Task instructions
Give back exactly the first lines of the entries below, through the line with "tagged with a".

-- Data records follows --

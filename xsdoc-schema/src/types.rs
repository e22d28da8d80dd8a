//! Schema node tree and type tables.
//!
//! This module contains the generic representation of a parsed XSD document:
//! a tree of [`SchemaNode`]s tagged with a [`NodeKind`], plus [`TypeTable`]
//! lookups of reusable named type definitions.

use std::collections::HashMap;

/// Kind of a schema node, derived from the element's local name.
#[derive(Debug, Clone, PartialEq, Eq, Hash)]
pub enum NodeKind {
    /// `xs:schema` document root.
    Schema,
    /// `xs:element` declaration.
    Element,
    /// `xs:attribute` declaration.
    Attribute,
    /// `xs:complexType` definition.
    ComplexType,
    /// `xs:simpleType` definition.
    SimpleType,
    /// `xs:sequence` compositor.
    Sequence,
    /// `xs:choice` compositor.
    Choice,
    /// `xs:annotation` block.
    Annotation,
    /// `xs:documentation` fragment.
    Documentation,
    /// `xs:restriction` clause.
    Restriction,
    /// `xs:enumeration` facet.
    Enumeration,
    /// `xs:length` facet.
    Length,
    /// `xs:minLength` facet.
    MinLength,
    /// `xs:maxLength` facet.
    MaxLength,
    /// `xs:pattern` facet.
    Pattern,
    /// `xs:totalDigits` facet.
    TotalDigits,
    /// `xs:fractionDigits` facet.
    FractionDigits,
    /// Any other element.
    Other(String),
}

impl NodeKind {
    /// Maps an element local name (without namespace prefix) to a node kind.
    #[must_use]
    pub fn from_local_name(name: &str) -> Self {
        match name {
            "schema" => Self::Schema,
            "element" => Self::Element,
            "attribute" => Self::Attribute,
            "complexType" => Self::ComplexType,
            "simpleType" => Self::SimpleType,
            "sequence" => Self::Sequence,
            "choice" => Self::Choice,
            "annotation" => Self::Annotation,
            "documentation" => Self::Documentation,
            "restriction" => Self::Restriction,
            "enumeration" => Self::Enumeration,
            "length" => Self::Length,
            "minLength" => Self::MinLength,
            "maxLength" => Self::MaxLength,
            "pattern" => Self::Pattern,
            "totalDigits" => Self::TotalDigits,
            "fractionDigits" => Self::FractionDigits,
            other => Self::Other(other.to_string()),
        }
    }
}

/// One element of a parsed schema document.
#[derive(Debug, Clone, PartialEq, Eq)]
pub struct SchemaNode {
    /// Node kind.
    pub kind: NodeKind,
    /// Local tag name.
    pub tag: String,
    /// Trimmed, unescaped text content.
    pub text: String,
    /// Child nodes in document order.
    pub children: Vec<SchemaNode>,
    attributes: Vec<(String, String)>,
}

impl SchemaNode {
    /// Creates an empty node for the given local tag name.
    #[must_use]
    pub fn new(tag: impl Into<String>) -> Self {
        let tag = tag.into();
        Self {
            kind: NodeKind::from_local_name(&tag),
            tag,
            text: String::new(),
            children: Vec::new(),
            attributes: Vec::new(),
        }
    }

    /// Adds an attribute, replacing any previous value for the same key.
    #[must_use]
    pub fn with_attr(mut self, key: impl Into<String>, value: impl Into<String>) -> Self {
        self.set_attr(key, value);
        self
    }

    /// Appends a child node.
    #[must_use]
    pub fn with_child(mut self, child: SchemaNode) -> Self {
        self.children.push(child);
        self
    }

    /// Sets the text content.
    #[must_use]
    pub fn with_text(mut self, text: impl Into<String>) -> Self {
        self.text = text.into();
        self
    }

    /// Sets an attribute value.
    pub fn set_attr(&mut self, key: impl Into<String>, value: impl Into<String>) {
        let key = key.into();
        let value = value.into();
        match self.attributes.iter_mut().find(|(k, _)| *k == key) {
            Some(slot) => slot.1 = value,
            None => self.attributes.push((key, value)),
        }
    }

    /// Looks up an attribute value.
    #[must_use]
    pub fn attr(&self, key: &str) -> Option<&str> {
        self.attributes
            .iter()
            .find(|(k, _)| k == key)
            .map(|(_, v)| v.as_str())
    }

    /// Returns true if the attribute is declared.
    #[must_use]
    pub fn has_attr(&self, key: &str) -> bool {
        self.attr(key).is_some()
    }

    /// The `name` attribute.
    #[must_use]
    pub fn name(&self) -> Option<&str> {
        self.attr("name")
    }

    /// First direct child of the given kind.
    #[must_use]
    pub fn child(&self, kind: &NodeKind) -> Option<&SchemaNode> {
        self.children.iter().find(|c| &c.kind == kind)
    }

    /// All direct children of the given kind.
    pub fn children_of<'a>(
        &'a self,
        kind: &NodeKind,
    ) -> impl Iterator<Item = &'a SchemaNode> + use<'a> {
        let kind = kind.clone();
        self.children.iter().filter(move |c| c.kind == kind)
    }

    /// The `value` attribute of the first facet child of the given kind.
    #[must_use]
    pub fn facet_value(&self, kind: &NodeKind) -> Option<&str> {
        self.child(kind).and_then(|f| f.attr("value"))
    }

    /// Texts of the `documentation` children of this node's annotation.
    ///
    /// Empty when the node carries no annotation.
    #[must_use]
    pub fn documentation(&self) -> Vec<&str> {
        self.child(&NodeKind::Annotation)
            .map(|a| {
                a.children_of(&NodeKind::Documentation)
                    .map(|d| d.text.as_str())
                    .collect()
            })
            .unwrap_or_default()
    }
}

/// Lookup table of reusable named type definitions.
#[derive(Debug, Clone, Default)]
pub struct TypeTable {
    types: HashMap<String, SchemaNode>,
}

impl TypeTable {
    /// Creates an empty table.
    #[must_use]
    pub fn new() -> Self {
        Self::default()
    }

    /// Indexes every named top-level definition of a schema document.
    #[must_use]
    pub fn from_document(root: &SchemaNode) -> Self {
        let mut table = Self::new();
        for child in &root.children {
            if let Some(name) = child.name() {
                table.insert(name.to_string(), child.clone());
            }
        }
        table
    }

    /// Indexes the top-level `complexType` definitions of a schema document.
    #[must_use]
    pub fn local_complex_types(root: &SchemaNode) -> Self {
        let mut table = Self::new();
        for child in root.children_of(&NodeKind::ComplexType) {
            if let Some(name) = child.name() {
                table.insert(name.to_string(), child.clone());
            }
        }
        table
    }

    /// Adds or replaces a definition.
    pub fn insert(&mut self, name: String, definition: SchemaNode) {
        self.types.insert(name, definition);
    }

    /// Looks up a definition by name.
    #[must_use]
    pub fn get(&self, name: &str) -> Option<&SchemaNode> {
        self.types.get(name)
    }

    /// Returns true if a definition with the given name exists.
    #[must_use]
    pub fn contains(&self, name: &str) -> bool {
        self.types.contains_key(name)
    }

    /// Number of definitions.
    #[must_use]
    pub fn len(&self) -> usize {
        self.types.len()
    }

    /// Returns true if the table is empty.
    #[must_use]
    pub fn is_empty(&self) -> bool {
        self.types.is_empty()
    }
}
//! Layout construction and navigation.

use crate::builder::BuildContext;
use crate::conventions::Conventions;
use crate::error::{ModelError, Result};
use crate::item::{ItemId, SchemaItem};
use std::collections::{BTreeMap, HashMap};
use std::ops::Index;
use tracing::{debug, info};
use xsdoc_schema::{NodeKind, SchemaNode, TypeTable};

/// A fully built layout: one event schema and its item tree.
#[derive(Debug, Clone)]
pub struct Layout {
    code: String,
    name: String,
    description: String,
    items: Vec<SchemaItem>,
    root: ItemId,
    first_occurrence_by_type: HashMap<String, ItemId>,
}

/// Place where a validation rule is cited.
#[derive(Debug, Clone, PartialEq, Eq)]
pub struct RuleReference {
    /// Path of the citing item.
    pub anchor: String,
    /// Names from the event group down to the citing item, joined by ` > `.
    pub trail: String,
}

impl Layout {
    /// Builds a layout from a parsed layout document and the global type table.
    ///
    /// # Errors
    /// Returns `ModelError` if the document has no annotated root element, if
    /// a referenced type is missing, or if a leaf item's size cannot be
    /// determined.
    pub fn build(document: &SchemaNode, global_types: &TypeTable) -> Result<Self> {
        Self::build_with(document, global_types, &Conventions::default())
    }

    /// Builds a layout using custom naming conventions.
    ///
    /// # Errors
    /// See [`Layout::build`].
    pub fn build_with(
        document: &SchemaNode,
        global_types: &TypeTable,
        conventions: &Conventions,
    ) -> Result<Self> {
        let root_node = document
            .child(&NodeKind::Element)
            .ok_or_else(|| ModelError::integrity("document", "no top-level element"))?;
        let heading = root_node
            .documentation()
            .first()
            .copied()
            .ok_or_else(|| ModelError::integrity("document", "root element is not annotated"))?;
        let (code, description) = heading
            .split_once(" - ")
            .filter(|(code, _)| conventions.is_layout_code(code))
            .ok_or_else(|| {
                ModelError::integrity(
                    "document",
                    format!("root annotation '{heading}' does not start with a layout code"),
                )
            })?;

        let local_types = TypeTable::local_complex_types(document);
        debug!(code, local_types = local_types.len(), "building layout");

        let mut ctx = BuildContext::new(code, &local_types, global_types, conventions);
        let root = ctx.build_item(root_node, 1, None)?;
        let (items, first_occurrence_by_type) = ctx.finish();

        let name = items[root.0]
            .children
            .first()
            .map(|child| items[child.0].name.clone())
            .ok_or_else(|| ModelError::integrity(&items[root.0].path, "root has no event group"))?;

        info!(code, name = %name, items = items.len(), "layout built");
        Ok(Self {
            code: code.to_string(),
            name,
            description: description.to_string(),
            items,
            root,
            first_occurrence_by_type,
        })
    }

    /// Layout code, e.g. `S-1000`.
    #[must_use]
    pub fn code(&self) -> &str {
        &self.code
    }

    /// Layout code without its two-character prefix, e.g. `1000`.
    #[must_use]
    pub fn short_code(&self) -> &str {
        self.code.get(2..).unwrap_or_default()
    }

    /// Name of the event group, e.g. `evtInfoEmpregador`.
    #[must_use]
    pub fn name(&self) -> &str {
        &self.name
    }

    /// Layout description taken from the root annotation.
    #[must_use]
    pub fn description(&self) -> &str {
        &self.description
    }

    /// Id of the document root item.
    #[must_use]
    pub const fn root(&self) -> ItemId {
        self.root
    }

    /// The document root item.
    #[must_use]
    pub fn root_item(&self) -> &SchemaItem {
        &self.items[self.root.0]
    }

    /// Looks an item up by id.
    #[must_use]
    pub fn item(&self, id: ItemId) -> Option<&SchemaItem> {
        self.items.get(id.0)
    }

    /// All items in construction (pre-order) order.
    #[must_use]
    pub fn items(&self) -> &[SchemaItem] {
        &self.items
    }

    /// Number of items.
    #[must_use]
    pub fn len(&self) -> usize {
        self.items.len()
    }

    /// Returns true if the layout has no items.
    #[must_use]
    pub fn is_empty(&self) -> bool {
        self.items.is_empty()
    }

    /// Enclosing item of `id`.
    #[must_use]
    pub fn parent(&self, id: ItemId) -> Option<&SchemaItem> {
        self.item(id)?.parent.and_then(|p| self.item(p))
    }

    /// Child items of `id`, in declaration order.
    pub fn children(&self, id: ItemId) -> impl Iterator<Item = &SchemaItem> {
        self.item(id)
            .into_iter()
            .flat_map(|item| item.children.iter())
            .filter_map(|child| self.item(*child))
    }

    /// Item first declared with the same composite type, for duplicates.
    #[must_use]
    pub fn reference(&self, id: ItemId) -> Option<&SchemaItem> {
        self.item(id)?.reference.and_then(|r| self.item(r))
    }

    /// First item declared with the given composite type.
    #[must_use]
    pub fn first_occurrence(&self, type_name: &str) -> Option<ItemId> {
        self.first_occurrence_by_type.get(type_name).copied()
    }

    /// Finds an item by path.
    #[must_use]
    pub fn find_by_path(&self, path: &str) -> Option<&SchemaItem> {
        self.items.iter().find(|item| item.path == path)
    }

    /// Depth-first pre-order traversal starting at the root.
    #[must_use]
    pub fn preorder(&self) -> Preorder<'_> {
        Preorder {
            layout: self,
            stack: vec![self.root],
        }
    }

    /// Validation rules cited by the items of the layout.
    ///
    /// Subtrees of duplicate items are skipped, since they are documented
    /// at their first occurrence.
    #[must_use]
    pub fn rule_references(&self) -> BTreeMap<String, Vec<RuleReference>> {
        let mut rules: BTreeMap<String, Vec<RuleReference>> = BTreeMap::new();
        let mut stack = vec![(self.root, Vec::<String>::new())];

        while let Some((id, mut trail)) = stack.pop() {
            let item = &self.items[id.0];
            if item.level > 1 {
                trail.push(item.name.clone());
            }
            for rule in &item.validation_rules {
                rules.entry(rule.clone()).or_default().push(RuleReference {
                    anchor: item.path.clone(),
                    trail: trail.join(" > "),
                });
            }
            if !item.is_duplicate() {
                for child in item.children.iter().rev() {
                    stack.push((*child, trail.clone()));
                }
            }
        }
        rules
    }
}

impl Index<ItemId> for Layout {
    type Output = SchemaItem;

    fn index(&self, id: ItemId) -> &SchemaItem {
        &self.items[id.0]
    }
}

/// Pre-order iterator over the items of a layout.
#[derive(Debug)]
pub struct Preorder<'a> {
    layout: &'a Layout,
    stack: Vec<ItemId>,
}

impl<'a> Iterator for Preorder<'a> {
    type Item = &'a SchemaItem;

    fn next(&mut self) -> Option<Self::Item> {
        let id = self.stack.pop()?;
        let item = self.layout.item(id)?;
        self.stack.extend(item.children.iter().rev());
        Some(item)
    }
}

-- Data records concluded --

Finished task
filename xsdoc-schema/src/types.rs
repository e22d28da8d80dd8a
//! Schema node tree and type tables.
//!
//! This module contains the generic representation of a parsed XSD document:
//! a tree of [`SchemaNode`]s tagged with a [`NodeKind`], plus [`TypeTable`]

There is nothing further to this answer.